Last month Department of Commerce, United States enquired ZTE in relation to selling American goods to Iran, a nation with whom trade is prohibited by the government of United States of America. Well if, the document posted by The Smoking Gun, is anything to go by, seems like the issue has been escalated, with FBI taking the charge.

The Chinese company ZTE is now under the FBI investigation, on allegation that it had supplied U.S. manufactured hardware and software to Iran, which is in direct violation of the federal laws and trade embargo.

In March, this year, Reuters had reported that the Chinese firm has sold Iran’s largest telecom firm a powerful surveillance system. So far, the investigation, which began early this year, has also revealed that the company had planned to obstruct the Department of Commerce enquiry. Once the news was out, ZTE lawyers went into panic mode and allegedly began hatching a plot to shred documents and alter records to cover up the illegal transactions.
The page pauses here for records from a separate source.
use serenity::{
    all::Timestamp,
    builder::{CreateEmbed, CreateEmbedFooter},
};

use super::format::{format_duration, truncate};
use crate::{
    audio::{events::EventKind, queue::QueueSnapshot},
    sources::TrackSource,
};

/// Paleta de colores estandarizada para el bot
pub mod colors {
    use serenity::all::Colour;

    pub const SUCCESS_GREEN: Colour = Colour::from_rgb(67, 181, 129);
    pub const ERROR_RED: Colour = Colour::from_rgb(220, 53, 69);
    pub const WARNING_ORANGE: Colour = Colour::from_rgb(255, 193, 7);
    pub const INFO_BLUE: Colour = Colour::from_rgb(52, 144, 220);
    pub const MUSIC_PURPLE: Colour = Colour::from_rgb(138, 43, 226);
    pub const NEUTRAL_GRAY: Colour = Colour::from_rgb(108, 117, 125);
}

/// Footer estandarizado para todos los embeds
const STANDARD_FOOTER: &str = "🎵 Guild Jukebox";

/// Máximo de canciones listadas en "Próximas canciones"
const UP_NEXT_LIMIT: usize = 10;

const TITLE_MAX_CHARS: usize = 80;

/// What the bot posts for one room event.
#[derive(Debug, Clone)]
pub enum Reply {
    Embed(CreateEmbed),
    Text(String),
}

/// Convierte un evento de sala en un mensaje para Discord
pub fn render(kind: &EventKind, prefix: &str) -> Reply {
    match kind {
        EventKind::TrackStarted(track) => Reply::Embed(create_now_playing_embed(track)),
        EventKind::TrackAdded { track, position } => {
            Reply::Embed(create_track_added_embed(track, *position))
        }
        EventKind::TrackSkipped(track) => {
            Reply::Text(format!("⏭️ Saltado: **{}**", truncate(track.title(), TITLE_MAX_CHARS)))
        }
        EventKind::QueueShown(snapshot) => Reply::Embed(create_queue_embed(snapshot, prefix)),
        EventKind::LoopToggled(true) => Reply::Text("🔁 Repetición activada".to_string()),
        EventKind::LoopToggled(false) => Reply::Text("➡️ Repetición desactivada".to_string()),
        EventKind::VolumeSet(volume) => Reply::Embed(create_volume_embed(*volume)),
        EventKind::VolumeRejected(requested) => Reply::Embed(create_error_embed(
            "Volumen inválido",
            &format!("El volumen debe estar entre 0 y 200 (recibido: {requested})"),
        )),
        EventKind::QueueCleared { removed } => Reply::Embed(create_success_embed(
            "Cola limpiada",
            &format!("Se eliminaron **{removed}** canciones de la cola"),
        )),
        EventKind::Stopped => {
            Reply::Text("⏹️ Reproducción detenida y cola limpiada".to_string())
        }
        EventKind::Disconnected => Reply::Text("👋 Desconectado del canal de voz".to_string()),
        EventKind::QueueFinished => {
            Reply::Text("📭 No hay más canciones en la cola".to_string())
        }
        EventKind::ExpansionHalted { remaining } => Reply::Text(format!(
            "🛑 Se dejaron de procesar las {remaining} canciones restantes"
        )),
        EventKind::ResolutionFailed(reason) => {
            Reply::Embed(create_error_embed("No se pudo cargar la canción", reason))
        }
        EventKind::PlaybackFailed(reason) => {
            Reply::Embed(create_error_embed("Error de reproducción", reason))
        }
        EventKind::NoVoiceChannel => {
            Reply::Text("❌ Necesitas estar en un canal de voz para usar este comando".to_string())
        }
        EventKind::NothingPlaying => {
            Reply::Text("❌ No hay nada reproduciéndose ahora mismo".to_string())
        }
    }
}

/// Campos comunes (artista, duración, miniatura, enlace) de un track
fn with_track_details(mut embed: CreateEmbed, track: &TrackSource) -> CreateEmbed {
    embed = embed
        .field("🎤 Artista", track.uploader().unwrap_or("Desconocido"), true)
        .field("⏱️ Duración", format_duration(track.duration()), true);

    if let Some(thumbnail) = track.thumbnail() {
        embed = embed.thumbnail(thumbnail);
    }

    embed.url(track.url()).timestamp(Timestamp::now())
}

/// Crea un embed para mostrar la canción actual
pub fn create_now_playing_embed(track: &TrackSource) -> CreateEmbed {
    let embed = CreateEmbed::default()
        .title("🎵 Reproduciendo Ahora")
        .description(format!("**{}**", truncate(track.title(), TITLE_MAX_CHARS)))
        .color(colors::SUCCESS_GREEN);

    with_track_details(embed, track).footer(CreateEmbedFooter::new(STANDARD_FOOTER))
}

/// Crea un embed para mostrar que se agregó una canción
pub fn create_track_added_embed(track: &TrackSource, position: usize) -> CreateEmbed {
    let embed = CreateEmbed::default()
        .title("✅ Agregada a la Cola")
        .description(format!(
            "**{}** se ha agregado a la cola de reproducción",
            truncate(track.title(), TITLE_MAX_CHARS)
        ))
        .color(colors::MUSIC_PURPLE)
        .field("📍 Posición", position.to_string(), true);

    with_track_details(embed, track).footer(CreateEmbedFooter::new(
        "🎵 Se reproducirá automáticamente cuando le toque",
    ))
}

/// Crea un embed para mostrar la cola de reproducción
pub fn create_queue_embed(snapshot: &QueueSnapshot, prefix: &str) -> CreateEmbed {
    let embed = CreateEmbed::default()
        .title("📋 Cola de Reproducción")
        .color(colors::INFO_BLUE);

    if snapshot.is_empty() {
        return embed
            .description(format!(
                "😴 **La cola está vacía**\n\n💡 Usa `{prefix}play <canción>` para agregar música"
            ))
            .color(colors::NEUTRAL_GRAY)
            .footer(CreateEmbedFooter::new(STANDARD_FOOTER))
            .timestamp(Timestamp::now());
    }

    let now_playing = match &snapshot.current {
        Some(current) => format!(
            "**{}** `[{}]`",
            truncate(current.title(), TITLE_MAX_CHARS),
            format_duration(current.duration())
        ),
        None => "Nada".to_string(),
    };
    let status = if snapshot.loop_enabled { "🔂" } else { "▶️" };
    let mut embed = embed.field(format!("{status} Reproduciendo"), now_playing, false);

    if !snapshot.pending.is_empty() {
        let mut up_next = String::new();
        for (i, track) in snapshot.pending.iter().take(UP_NEXT_LIMIT).enumerate() {
            up_next.push_str(&format!(
                "**{}**. {} `[{}]`\n",
                i + 1,
                truncate(track.title(), TITLE_MAX_CHARS),
                format_duration(track.duration())
            ));
        }
        if snapshot.pending.len() > UP_NEXT_LIMIT {
            up_next.push_str(&format!(
                "... y {} más",
                snapshot.pending.len() - UP_NEXT_LIMIT
            ));
        }
        embed = embed.field("⏭️ Próximas canciones", up_next, false);
    }

    // Información adicional
    let total = snapshot.pending.len() + usize::from(snapshot.current.is_some());
    let mut info = format!("**Total:** {} canciones • **Volumen:** {}%", total, snapshot.volume);
    let total_duration = snapshot.total_duration();
    if !total_duration.is_zero() {
        info.push_str(&format!(
            " • **Duración:** {}",
            format_duration(Some(total_duration))
        ));
    }

    embed
        .field("Información", info, false)
        .footer(CreateEmbedFooter::new(STANDARD_FOOTER))
        .timestamp(Timestamp::now())
}

/// Crea un embed de volumen con indicador visual
pub fn create_volume_embed(volume: u8) -> CreateEmbed {
    let status_emoji = match volume {
        0 => "🔈",
        1..=50 => "🔉",
        _ => "🔊",
    };

    CreateEmbed::default()
        .title(format!("{} Control de Volumen", status_emoji))
        .description(format!("**Volumen actual: {}%**", volume))
        .field("📊 Nivel", create_volume_bar(volume), false)
        .color(if volume > 100 {
            colors::WARNING_ORANGE
        } else {
            colors::INFO_BLUE
        })
        .timestamp(Timestamp::now())
}

/// Crea una barra visual de volumen (20 segmentos sobre 0-200%)
fn create_volume_bar(volume: u8) -> String {
    let segments = 20;
    let filled = (usize::from(volume) * segments / 200).min(segments);
    let empty = segments - filled;

    let bar = "█".repeat(filled) + &"▒".repeat(empty);
    format!("`[{}]`", bar)
}

/// Crea un embed de ayuda general
pub fn create_help_embed(prefix: &str) -> CreateEmbed {
    CreateEmbed::default()
        .title("🎵 Guild Jukebox - Comandos")
        .color(colors::INFO_BLUE)
        .field(
            "🎵 Reproducción",
            format!(
                "• `{p}play <canción|URL>` (`{p}p`) - Reproduce o agrega a la cola\n\
                • `{p}skip` (`{p}s`) - Salta la canción actual\n\
                • `{p}stop` - Detiene y limpia la cola",
                p = prefix
            ),
            false,
        )
        .field(
            "📜 Cola",
            format!(
                "• `{p}queue` - Muestra la cola\n\
                • `{p}loop` - Activa/desactiva repetición\n\
                • `{p}clear` - Limpia la cola",
                p = prefix
            ),
            false,
        )
        .field(
            "🔊 Audio y conexión",
            format!(
                "• `{p}volume <0-200>` - Ajusta el volumen\n\
                • `{p}disconnect` (`{p}dc`) - Sale del canal de voz",
                p = prefix
            ),
            false,
        )
        .field(
            "🎵 Fuentes Soportadas",
            "• Búsquedas de texto y URLs (YouTube y lo que soporte yt-dlp)\n\
            • Spotify: canciones, playlists y álbumes",
            false,
        )
        .footer(CreateEmbedFooter::new(STANDARD_FOOTER))
        .timestamp(Timestamp::now())
}

/// Crea un embed de error
pub fn create_error_embed(title: &str, description: &str) -> CreateEmbed {
    CreateEmbed::default()
        .title(format!("❌ {}", title))
        .description(description)
        .color(colors::ERROR_RED)
        .timestamp(Timestamp::now())
        .footer(CreateEmbedFooter::new(STANDARD_FOOTER))
}

/// Crea un embed de éxito
pub fn create_success_embed(title: &str, description: &str) -> CreateEmbed {
    CreateEmbed::default()
        .title(format!("✅ {}", title))
        .description(description)
        .color(colors::SUCCESS_GREEN)
        .timestamp(Timestamp::now())
        .footer(CreateEmbedFooter::new(STANDARD_FOOTER))
}

#[cfg(test)]
mod tests {
    use super::*;
    use serde_json::Value;
    use std::{sync::Arc, time::Duration};

    fn json(embed: &CreateEmbed) -> Value {
        serde_json::to_value(embed).unwrap()
    }

    fn field<'a>(embed: &'a Value, name: &str) -> Option<&'a str> {
        embed["fields"]
            .as_array()?
            .iter()
            .find(|f| f["name"] == name)
            .and_then(|f| f["value"].as_str())
    }

    fn track(title: &str, secs: u64) -> Arc<TrackSource> {
        Arc::new(
            TrackSource::new(title, "https://example.com/watch")
                .with_duration(Duration::from_secs(secs)),
        )
    }

    #[test]
    fn test_now_playing_shows_duration_and_unknown_artist() {
        let embed = json(&create_now_playing_embed(&track("Song", 185)));
        assert_eq!(embed["title"], "🎵 Reproduciendo Ahora");
        assert_eq!(field(&embed, "⏱️ Duración"), Some("3:05"));
        assert_eq!(field(&embed, "🎤 Artista"), Some("Desconocido"));
    }

    #[test]
    fn test_queue_embed_lists_up_next_with_overflow() {
        let snapshot = QueueSnapshot {
            current: Some(track("now", 60)),
            pending: (1..=12).map(|i| track(&format!("t{i}"), 60)).collect(),
            loop_enabled: true,
            volume: 80,
        };

        let embed = json(&create_queue_embed(&snapshot, "!"));

        assert_eq!(field(&embed, "🔂 Reproduciendo"), Some("**now** `[1:00]`"));
        let up_next = field(&embed, "⏭️ Próximas canciones").unwrap();
        assert!(up_next.starts_with("**1**. t1 `[1:00]`"));
        assert!(up_next.contains("**10**. t10"));
        assert!(!up_next.contains("t11"));
        assert!(up_next.ends_with("... y 2 más"));
        let info = field(&embed, "Información").unwrap();
        assert!(info.contains("13 canciones"));
        assert!(info.contains("13:00"));
    }

    #[test]
    fn test_empty_queue_mentions_prefix() {
        let snapshot = QueueSnapshot {
            current: None,
            pending: Vec::new(),
            loop_enabled: false,
            volume: 100,
        };
        let embed = json(&create_queue_embed(&snapshot, "?"));
        assert!(embed["description"].as_str().unwrap().contains("`?play <canción>`"));
    }

    #[test]
    fn test_volume_bar_scales_to_200() {
        assert_eq!(create_volume_bar(0), format!("`[{}]`", "▒".repeat(20)));
        assert_eq!(create_volume_bar(100), format!("`[{}{}]`", "█".repeat(10), "▒".repeat(10)));
        assert_eq!(create_volume_bar(200), format!("`[{}]`", "█".repeat(20)));
    }

    #[test]
    fn test_render_text_replies() {
        assert!(matches!(
            render(&EventKind::ExpansionHalted { remaining: 3 }, "!"),
            Reply::Text(text) if text.contains('3')
        ));
        assert!(matches!(render(&EventKind::Stopped, "!"), Reply::Text(_)));
        assert!(matches!(
            render(&EventKind::ResolutionFailed("nope".into()), "!"),
            Reply::Embed(_)
        ));
    }
}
According to the reports, ZTE had signed a deal with Telecommunication Company of Iran (TCI) in 2010, to obtain sophisticated technology, some of which would prove useful in cracking down on critics and dissidents. The documents of the deal also exploited a loophole in the system, by which, Iran could obtain U.S. technology despite the trade embargo to Iran, through a Chinese company. It is believed that  ZTE had set up a company named 8 Star Beijing solely for the purpose of buying American goods subject to the U.S. embargo. Also another firm named ZTEC Parsian, was set up to integrate the equipment for delivery to and installation in Iran.
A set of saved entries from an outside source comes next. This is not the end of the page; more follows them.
use anyhow::Result;
use dashmap::DashMap;
use serenity::{
    builder::CreateMessage,
    http::Http,
    model::id::{ChannelId, GuildId},
};
use std::sync::Arc;
use tokio::sync::mpsc::UnboundedReceiver;
use tracing::{debug, warn};

use crate::{
    audio::events::RoomEvent,
    ui::embeds::{self, Reply},
};

/// Canal de texto donde cada guild usó su último comando
pub type AnnounceChannels = Arc<DashMap<GuildId, ChannelId>>;

/// Publica los eventos de cada sala en su canal de texto
pub struct Announcer {
    http: Arc<Http>,
    channels: AnnounceChannels,
    prefix: String,
}

impl Announcer {
    pub fn new(http: Arc<Http>, channels: AnnounceChannels, prefix: String) -> Self {
        Self {
            http,
            channels,
            prefix,
        }
    }

    /// Consume eventos hasta que el coordinador se cierre
    pub async fn run(self, mut events: UnboundedReceiver<RoomEvent>) {
        while let Some(event) = events.recv().await {
            let Some(channel) = self.channels.get(&event.room).map(|c| *c) else {
                debug!("Sin canal de texto para guild {}, evento descartado", event.room);
                continue;
            };

            if let Err(e) = self.announce(channel, &event).await {
                warn!("Error al enviar mensaje a {}: {:?}", channel, e);
            }
        }
        debug!("Canal de eventos cerrado");
    }

    async fn announce(&self, channel: ChannelId, event: &RoomEvent) -> Result<()> {
        send_reply(&self.http, channel, embeds::render(&event.kind, &self.prefix)).await
    }
}

/// Envía una respuesta (embed o texto) a un canal
pub async fn send_reply(http: &Http, channel: ChannelId, reply: Reply) -> Result<()> {
    let message = match reply {
        Reply::Embed(embed) => CreateMessage::new().embed(embed),
        Reply::Text(text) => CreateMessage::new().content(text),
    };
    channel.send_message(http, message).await?;
    Ok(())
}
ZTE’s  907-page packing list of equipment shipped to Iran, include products from top U.S. firms, including Microsoft, Hewlett-Packard, Oracle, Cisco Systems, Dell, Juniper Networks and Symantec. However none of the mentioned companies are aware of ZTE’s deal with Iran.

Ashley Kyle Yablon, a 39-year-old attorney who was hired as general counsel by ZTE’s U.S. subsidiary, is said to have played the role of a whistle-blower in this case. Yablon had joined ZTE, last year in October.